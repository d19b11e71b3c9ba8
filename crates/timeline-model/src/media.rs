//! Source media assets referenced by timeline elements.

use std::path::PathBuf;
use std::sync::Arc;

use serde::{Deserialize, Serialize};

/// Kind of decoded source asset.
#[derive(Debug, Clone, Copy, PartialEq, Eq, Hash, Serialize, Deserialize)]
#[serde(rename_all = "lowercase")]
pub enum MediaType {
    Video,
    Image,
    Audio,
}

impl MediaType {
    /// Whether the asset contributes a picture layer.
    pub fn is_visual(self) -> bool {
        matches!(self, Self::Video | Self::Image)
    }
}

/// A decoded source asset. Immutable for the duration of an export.
#[derive(Debug, Clone, Serialize, Deserialize)]
#[serde(rename_all = "camelCase")]
pub struct MediaItem {
    pub id: String,

    #[serde(default)]
    pub name: String,

    #[serde(rename = "type")]
    pub media_type: MediaType,

    /// On-disk location used to hydrate the payload when loading a snapshot.
    #[serde(default, skip_serializing_if = "Option::is_none")]
    pub path: Option<PathBuf>,

    /// Raw bytes written into the engine's input space.
    #[serde(skip)]
    pub payload: Option<Arc<[u8]>>,

    /// Whether a video asset carries an audio stream.
    #[serde(default)]
    pub has_audio: Option<bool>,

    /// Intrinsic duration in seconds, when known.
    #[serde(default)]
    pub duration: Option<f64>,
}

impl MediaItem {
    pub fn new(id: impl Into<String>, media_type: MediaType) -> Self {
        Self {
            id: id.into(),
            name: String::new(),
            media_type,
            path: None,
            payload: None,
            has_audio: None,
            duration: None,
        }
    }

    pub fn with_payload(mut self, bytes: impl Into<Arc<[u8]>>) -> Self {
        self.payload = Some(bytes.into());
        self
    }

    pub fn with_audio(mut self, has_audio: bool) -> Self {
        self.has_audio = Some(has_audio);
        self
    }

    /// Whether this item feeds an audio stage.
    pub fn contributes_audio(&self) -> bool {
        match self.media_type {
            MediaType::Audio => true,
            MediaType::Video => self.has_audio.unwrap_or(false),
            MediaType::Image => false,
        }
    }

    /// Name under which the payload is stored in the engine's input space.
    /// Distinct ids always get distinct names.
    pub fn input_file_name(&self) -> String {
        format!("media_{}", safe_file_stem(&self.id))
    }
}

/// Render `raw` as a file stem that is safe both on disk and inside a
/// filter argument.
///
/// Lowercase ASCII letters, digits and `-` pass through, `_` is doubled and
/// every other byte becomes `_` followed by two hex digits. The mapping is
/// injective.
pub fn safe_file_stem(raw: &str) -> String {
    let mut out = String::with_capacity(raw.len());
    for byte in raw.bytes() {
        match byte {
            b'a'..=b'z' | b'0'..=b'9' | b'-' => out.push(char::from(byte)),
            b'_' => out.push_str("__"),
            other => out.push_str(&format!("_{other:02x}")),
        }
    }
    out
}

§ **TASK**
Without any change, write the listing out again.

§ **SOLUTION**
repository d19b11e71b3c9ba8
filename crates/timeline-model/src/media.rs
//! Source media assets referenced by timeline elements.

use std::path::PathBuf;
use std::sync::Arc;

use serde::{Deserialize, Serialize};

/// Kind of decoded source asset.
#[derive(Debug, Clone, Copy, PartialEq, Eq, Hash, Serialize, Deserialize)]
#[serde(rename_all = "lowercase")]
pub enum MediaType {
    Video,
    Image,
    Audio,
}

impl MediaType {
    /// Whether the asset contributes a picture layer.
    pub fn is_visual(self) -> bool {
        matches!(self, Self::Video | Self::Image)
    }
}

/// A decoded source asset. Immutable for the duration of an export.
#[derive(Debug, Clone, Serialize, Deserialize)]
#[serde(rename_all = "camelCase")]
pub struct MediaItem {
    pub id: String,

    #[serde(default)]
    pub name: String,

    #[serde(rename = "type")]
    pub media_type: MediaType,

    /// On-disk location used to hydrate the payload when loading a snapshot.
    #[serde(default, skip_serializing_if = "Option::is_none")]
    pub path: Option<PathBuf>,

    /// Raw bytes written into the engine's input space.
    #[serde(skip)]
    pub payload: Option<Arc<[u8]>>,

    /// Whether a video asset carries an audio stream.
    #[serde(default)]
    pub has_audio: Option<bool>,

    /// Intrinsic duration in seconds, when known.
    #[serde(default)]
    pub duration: Option<f64>,
}

impl MediaItem {
    pub fn new(id: impl Into<String>, media_type: MediaType) -> Self {
        Self {
            id: id.into(),
            name: String::new(),
            media_type,
            path: None,
            payload: None,
            has_audio: None,
            duration: None,
        }
    }

    pub fn with_payload(mut self, bytes: impl Into<Arc<[u8]>>) -> Self {
        self.payload = Some(bytes.into());
        self
    }

    pub fn with_audio(mut self, has_audio: bool) -> Self {
        self.has_audio = Some(has_audio);
        self
    }

    /// Whether this item feeds an audio stage.
    pub fn contributes_audio(&self) -> bool {
        match self.media_type {
            MediaType::Audio => true,
            MediaType::Video => self.has_audio.unwrap_or(false),
            MediaType::Image => false,
        }
    }

    /// Name under which the payload is stored in the engine's input space.
    /// Distinct ids always get distinct names.
    pub fn input_file_name(&self) -> String {
        format!("media_{}", safe_file_stem(&self.id))
    }
}

/// Render `raw` as a file stem that is safe both on disk and inside a
/// filter argument.
///
/// Lowercase ASCII letters, digits and `-` pass through, `_` is doubled and
/// every other byte becomes `_` followed by two hex digits. The mapping is
/// injective.
pub fn safe_file_stem(raw: &str) -> String {
    let mut out = String::with_capacity(raw.len());
    for byte in raw.bytes() {
        match byte {
            b'a'..=b'z' | b'0'..=b'9' | b'-' => out.push(char::from(byte)),
            b'_' => out.push_str("__"),
            other => out.push_str(&format!("_{other:02x}")),
        }
    }
    out
}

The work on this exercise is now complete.